The extremely battered supply network is actually causing more problems to the electricity transmission than any other factor. The problem is that it needs much more investment to fix the supply system and many international donors have shown a marked reluctance to fund such massive outlay.
During the blackout, the government urged citizens to remain calm as airports, hospitals and other key locations across the country were also affected. The fact that the breakdown occurred at almost midnight in the winter season did not bring great difficulty to the people.
If such a situation had arisen during the day and particularly during the summer then matters would have been radically different.
The electricity tariffs are now reported to be the highest in the region and it has become almost impossible for the people to pay their electricity bills.
The difficulty is that the financial resources at the disposal of the government are not enough to rectify the situation. Another problem is the inefficiency of the people working in the power industry who have been employed mostly through favour and are not properly trained to discharge their responsibilities.
The power sector is beset by obsessive regulatory organisations that suffer from a serious lack of coordination and are usually involved in continuous bickering.
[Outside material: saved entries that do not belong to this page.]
//! Line-oriented encoders for discovery and collection.

use crate::models::{DiscoveredInstance, INTERFACE_TYPE_LABEL, MetricValue};
use crate::output::{ChassisEmission, format_value};

const SEPARATOR: &str = "##";

fn join_lines(lines: Vec<String>) -> String {
    if lines.is_empty() {
        return String::new();
    }
    let mut out = lines.join("\n");
    out.push('\n');
    out
}

/// Properties in key order, `interface_type` last.
pub(crate) fn ordered_properties(
    instance: &DiscoveredInstance,
) -> impl Iterator<Item = (&String, &String)> {
    let (kind, rest): (Vec<_>, Vec<_>) = instance
        .properties
        .iter()
        .partition(|(k, _)| k.as_str() == INTERFACE_TYPE_LABEL);
    rest.into_iter().chain(kind)
}

/// `id##name`, then `##description` when present; with properties an empty
/// description placeholder and an empty field precede `auto.k=v&...`.
pub fn discovery_line(instance: &DiscoveredInstance) -> String {
    let mut parts = vec![instance.instance_id.as_str(), instance.instance_name.as_str()];
    let has_properties = !instance.properties.is_empty();
    if !instance.description.is_empty() || has_properties {
        parts.push(&instance.description);
    }
    let properties;
    if has_properties {
        properties = ordered_properties(instance)
            .map(|(k, v)| format!("auto.{k}={v}"))
            .collect::<Vec<_>>()
            .join("&");
        parts.push("");
        parts.push(&properties);
    }
    parts.join(SEPARATOR)
}

/// One discovery line per instance, newline-terminated when non-empty.
pub fn discovery_lines(instances: &[DiscoveredInstance]) -> String {
    join_lines(instances.iter().map(discovery_line).collect())
}

pub fn collection_line(instance_id: &str, metric: &str, value: f64) -> String {
    format!("{instance_id}.{metric}={}", format_value(value))
}

/// One `id.metric=value` line per finite metric.
pub fn collection_lines(metrics: &[MetricValue], chassis: &ChassisEmission) -> String {
    let lines = metrics
        .iter()
        .filter(|m| m.value.is_finite() && !m.name.is_empty())
        .filter_map(|m| match (m.instance_id.as_deref(), chassis) {
            (Some(id), _) => Some(collection_line(id, &m.name, m.value)),
            (None, ChassisEmission::Instance(id)) => Some(collection_line(id, &m.name, m.value)),
            (None, ChassisEmission::Bare) => Some(format!("{}={}", m.name, format_value(m.value))),
            (None, ChassisEmission::Omit) => None,
        })
        .collect();
    join_lines(lines)
}

#[cfg(test)]
mod tests {
    use std::collections::BTreeMap;

    use super::*;

    fn instance(description: &str, properties: &[(&str, &str)]) -> DiscoveredInstance {
        DiscoveredInstance {
            instance_id: "OTS-1-1-1".to_string(),
            instance_name: "Line-East-OTS".to_string(),
            description: description.to_string(),
            properties: properties
                .iter()
                .map(|(k, v)| (k.to_string(), v.to_string()))
                .collect::<BTreeMap<_, _>>(),
        }
    }

    #[test]
    fn test_discovery_line_minimal() {
        assert_eq!(discovery_line(&instance("", &[])), "OTS-1-1-1##Line-East-OTS");
    }

    #[test]
    fn test_discovery_line_description_only() {
        assert_eq!(
            discovery_line(&instance("span", &[])),
            "OTS-1-1-1##Line-East-OTS##span"
        );
    }

    #[test]
    fn test_discovery_line_with_properties() {
        let props = [("interface_type", "ots"), ("fiber_type", "SMF-28")];
        assert_eq!(
            discovery_line(&instance("", &props)),
            "OTS-1-1-1##Line-East-OTS######auto.fiber_type=SMF-28&auto.interface_type=ots"
        );
        let props = [("interface_type", "osc"), ("osc_mode", "bidirectional"), ("a", "1")];
        assert_eq!(
            discovery_line(&instance("", &props)),
            "OTS-1-1-1##Line-East-OTS######auto.a=1&auto.osc_mode=bidirectional&auto.interface_type=osc"
        );
        assert_eq!(
            discovery_line(&instance("span", &props[..1])),
            "OTS-1-1-1##Line-East-OTS##span####auto.interface_type=ots"
        );
    }

    #[test]
    fn test_discovery_lines_terminated() {
        assert_eq!(discovery_lines(&[]), "");
        let out = discovery_lines(&[instance("", &[]), instance("", &[])]);
        assert_eq!(out, "OTS-1-1-1##Line-East-OTS\nOTS-1-1-1##Line-East-OTS\n");
    }

    #[test]
    fn test_collection_lines() {
        let metrics = vec![
            MetricValue::for_instance("admin_status", 1.0, "Line-East-OTS"),
            MetricValue::for_instance("rx_power", -12.5, "OMS-1"),
            MetricValue::for_instance("bad", f64::NAN, "OMS-1"),
            MetricValue::chassis("temperature", 28.5),
        ];
        assert_eq!(
            collection_lines(&metrics, &ChassisEmission::default()),
            "Line-East-OTS.admin_status=1.0\nOMS-1.rx_power=-12.5\n_chassis_.temperature=28.5\n"
        );
        assert_eq!(
            collection_lines(&metrics, &ChassisEmission::Bare),
            "Line-East-OTS.admin_status=1.0\nOMS-1.rx_power=-12.5\ntemperature=28.5\n"
        );
        assert_eq!(
            collection_lines(&metrics, &ChassisEmission::Omit),
            "Line-East-OTS.admin_status=1.0\nOMS-1.rx_power=-12.5\n"
        );
        assert_eq!(collection_lines(&[], &ChassisEmission::default()), "");
    }
}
The prospects of the sector appear bleak and it is quite evident that the country may suffer the repeat of what happened last week.
The nationwide blackout has bought the focus back on the need for to overhaul the collapsing power sector and improving governance for reliable electricity supply to the people.
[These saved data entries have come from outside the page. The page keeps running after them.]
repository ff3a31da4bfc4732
pub mod evaluate;

use std::fmt;
use std::sync::Arc;

use rayon::prelude::*;

use crate::analysis::{normalize, StopWords};
use crate::feature::FeatureVector;
use crate::maxent::{Category, Model, Sentiment};
use crate::utils::math::softmax::argmax;

pub use evaluate::Evaluation;

/// Probability per category, in the model's category order
#[derive(Clone, PartialEq)]
pub struct Distribution {
    pub list: Vec<(Category, f64)>,
}

impl Distribution {
    pub fn new(list: Vec<(Category, f64)>) -> Self {
        Distribution { list }
    }

    /// Probability of `category`, `None` if the model does not know it
    pub fn get(&self, category: &Category) -> Option<f64> {
        self.list.iter().find(|(c, _)| c == category).map(|(_, p)| *p)
    }

    /// Most probable entry; ties resolve to the first-declared category
    pub fn best(&self) -> Option<(&Category, f64)> {
        let probs: Vec<f64> = self.list.iter().map(|(_, p)| *p).collect();
        argmax(&probs).map(|i| (&self.list[i].0, self.list[i].1))
    }

    pub fn len(&self) -> usize {
        self.list.len()
    }

    pub fn is_empty(&self) -> bool {
        self.list.is_empty()
    }

    pub fn iter(&self) -> impl Iterator<Item = (&Category, f64)> {
        self.list.iter().map(|(c, p)| (c, *p))
    }
}

impl fmt::Debug for Distribution {
    fn fmt(&self, f: &mut fmt::Formatter<'_>) -> fmt::Result {
        if f.alternate() {
            writeln!(f, "Distribution [")?;
            for (category, p) in &self.list {
                writeln!(f, "    {:?}: {:.6}", category.as_str(), p)?;
            }
            write!(f, "]")
        } else {
            f.debug_list().entries(&self.list).finish()
        }
    }
}

impl fmt::Display for Distribution {
    fn fmt(&self, f: &mut fmt::Formatter<'_>) -> fmt::Result {
        let mut first = true;
        for (category, p) in &self.list {
            if !first {
                write!(f, " ")?;
            }
            write!(f, "{}={:.4}", category, p)?;
            first = false;
        }
        Ok(())
    }
}

/// Result of classifying one document
#[derive(Debug, Clone, PartialEq)]
pub struct Classification {
    /// arg-max category
    pub category: Category,
    /// full distribution over the model's categories
    pub distribution: Distribution,
}

impl Classification {
    /// Probability of the chosen category
    pub fn confidence(&self) -> f64 {
        self.distribution.get(&self.category).unwrap_or(0.0)
    }

    /// Typed view for the "0"/"1" tweet labels
    pub fn sentiment(&self) -> Option<Sentiment> {
        Sentiment::from_category(&self.category)
    }
}

/// Classify one document against `model`.
///
/// `stopwords` must be the set the model was trained with; the model does
/// not keep it. Documents with no known token (including empty ones) get the
/// bias-only distribution.
pub fn classify(model: &Model, document: &str, stopwords: &StopWords) -> Classification {
    let tokens = normalize(document, stopwords);
    let features = FeatureVector::extract(&tokens, model.vocabulary(), model.feature_mode());
    classify_features(model, &features)
}

/// Classify an already extracted feature vector
pub fn classify_features(model: &Model, features: &FeatureVector) -> Classification {
    let probs = model.probabilities(features);
    // a model always has at least one category
    let best = argmax(&probs).unwrap_or(0);
    let distribution = Distribution::new(
        model
            .categories()
            .iter()
            .cloned()
            .zip(probs)
            .collect(),
    );
    Classification {
        category: model.categories()[best].clone(),
        distribution,
    }
}

/// Classifier
/// Pairs a shared trained model with the stopword set it was trained with.
///
/// Cheap to clone; clones share the same `Model`.
#[derive(Debug, Clone)]
pub struct Classifier {
    model: Arc<Model>,
    stopwords: StopWords,
}

impl Classifier {
    pub fn new(model: Arc<Model>, stopwords: StopWords) -> Self {
        Self { model, stopwords }
    }

    pub fn model(&self) -> &Arc<Model> {
        &self.model
    }

    pub fn stopwords(&self) -> &StopWords {
        &self.stopwords
    }

    pub fn classify(&self, document: &str) -> Classification {
        classify(&self.model, document, &self.stopwords)
    }

    /// Classify many documents in parallel; output order matches input
    pub fn classify_batch<T>(&self, documents: &[T]) -> Vec<Classification>
    where
        T: AsRef<str> + Sync,
    {
        documents
            .par_iter()
            .map(|doc| self.classify(doc.as_ref()))
            .collect()
    }

    /// Sentiment of a tweet, `None` if the model's labels are not "0"/"1"
    pub fn predict_sentiment(&self, document: &str) -> Option<Sentiment> {
        self.classify(document).sentiment()
    }
}

#[cfg(test)]
mod tests {
    use super::*;
    use crate::feature::{FeatureMode, Vocabulary};
    use crate::maxent::WeightMatrix;

    fn model() -> Model {
        let vocab = Vocabulary::from_tokens(["great", "awful"]);
        let weights = WeightMatrix::from_row_major(2, 2, vec![2.0, -2.0, -2.0, 2.0]).unwrap();
        Model::from_parts(
            vocab,
            vec![Category::from("1"), Category::from("0")],
            weights,
            vec![0.0, 0.0],
            FeatureMode::Presence,
        )
        .unwrap()
    }

    #[test]
    fn picks_argmax_category() {
        let sw = StopWords::new();
        let m = model();
        assert_eq!(classify(&m, "What a GREAT movie", &sw).category, Category::from("1"));
        assert_eq!(classify(&m, "awful, just awful", &sw).category, Category::from("0"));
    }

    #[test]
    fn distribution_is_valid() {
        let sw = StopWords::new();
        let m = model();
        for doc in ["great", "awful great", "", "nothing known here"] {
            let result = classify(&m, doc, &sw);
            assert_eq!(result.distribution.len(), 2);
            let total: f64 = result.distribution.iter().map(|(_, p)| p).sum();
            assert!((total - 1.0).abs() < 1e-6);
            assert!(result.distribution.iter().all(|(_, p)| p >= 0.0));
        }
    }

    #[test]
    fn tie_goes_to_first_declared_category() {
        let result = classify(&model(), "", &StopWords::new());
        assert_eq!(result.category, Category::from("1"));
        assert!((result.confidence() - 0.5).abs() < 1e-12);
    }

    #[test]
    fn stopwords_hide_features() {
        let sw = StopWords::from_lines(["great"]);
        let result = classify(&model(), "great", &sw);
        assert_eq!(result.distribution.get(&Category::from("1")), Some(0.5));
    }

    #[test]
    fn batch_keeps_input_order() {
        let classifier = Classifier::new(Arc::new(model()), StopWords::new());
        let out = classifier.classify_batch(&["awful", "great", "awful"]);
        let cats: Vec<&str> = out.iter().map(|c| c.category.as_str()).collect();
        assert_eq!(cats, vec!["0", "1", "0"]);
        assert_eq!(classifier.predict_sentiment("great"), Some(Sentiment::Positive));
    }

    #[test]
    fn display_and_debug() {
        let result = classify(&model(), "", &StopWords::new());
        assert_eq!(result.distribution.to_string(), "1=0.5000 0=0.5000");
        let pretty = format!("{:#?}", result.distribution);
        assert!(pretty.starts_with("Distribution ["));
    }
}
It is now open knowledge that poor maintenance of the power system led to failure of the safeguards and caused the breakdown. The main blame falls on the personnel associated with who are unaware of its technicalities and are not properly trained. It is widely believed that with the professional,trained people sidelined, the entire system is being run on a day-to-day basis by the powerful bureaucrats who have little understanding of the sector.
It was pointed out that there are plenty of factors ranging from human error to equipment failure to environmental effects responsible for pushing generation plants to automatically shut down.
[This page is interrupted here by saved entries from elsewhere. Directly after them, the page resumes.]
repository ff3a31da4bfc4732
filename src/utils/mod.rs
pub mod math;
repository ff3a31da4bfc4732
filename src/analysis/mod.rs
pub mod normalizer;
pub mod stopwords;

pub use normalizer::{normalize, normalize_to_line};
pub use stopwords::StopWords;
The possibility cannot be ruled out that such disturbances occurred in a transmission system that was designed for normal weather conditions decades ago and the size of which has more than doubled during the last few years implying that appropriate changes were not devised for present environmental conditions.
Significantly, this was not the only breakdown of its kind as in the past the country has experienced many partial or complete power breakdowns and the quite recent one took place in January 2019, when a similar problem at Guddu led to a major power failure across Sindh and Balochistan.
In May 2018, a widespread breakdown in NTDC’s system caused power shutdown in Punjab and Khyber Pakhtunkhwa. In 2015, terrorists attacked a transmission line, plunging almost 80 per cent of the country into darkness.
The official reason advanced for the current mishap is that the lack of investment in transmission system is behind it but this contention is not very valid as in summers, when the electricity demand is at its peak, the same system can transmit and distribute over 24,000 megawatts of electricity without any problem.
It is therefore mentioned that according to the laid down order of priorities, authorities give priority to generation from more efficient plants that produce cheaper electricity and which are mostly located in the southern parts of the country.
With 75 per cent demand coming from Punjab and Khyber Pakhtunkhwa and cheaper power flowing in from south the fault in the Guddu power plant split the southern and northern distribution networks, creating surplus in southern regions and causing deficit in northern areas.
That ignited the system safeguards, causing all power plants to shut down automatically. It is emphasised that that the authorities dealing with power sector should devise separate set of priorities for winters to split generation and distribution networks between southern and northern regions to contain any cascading effect spreading across the country.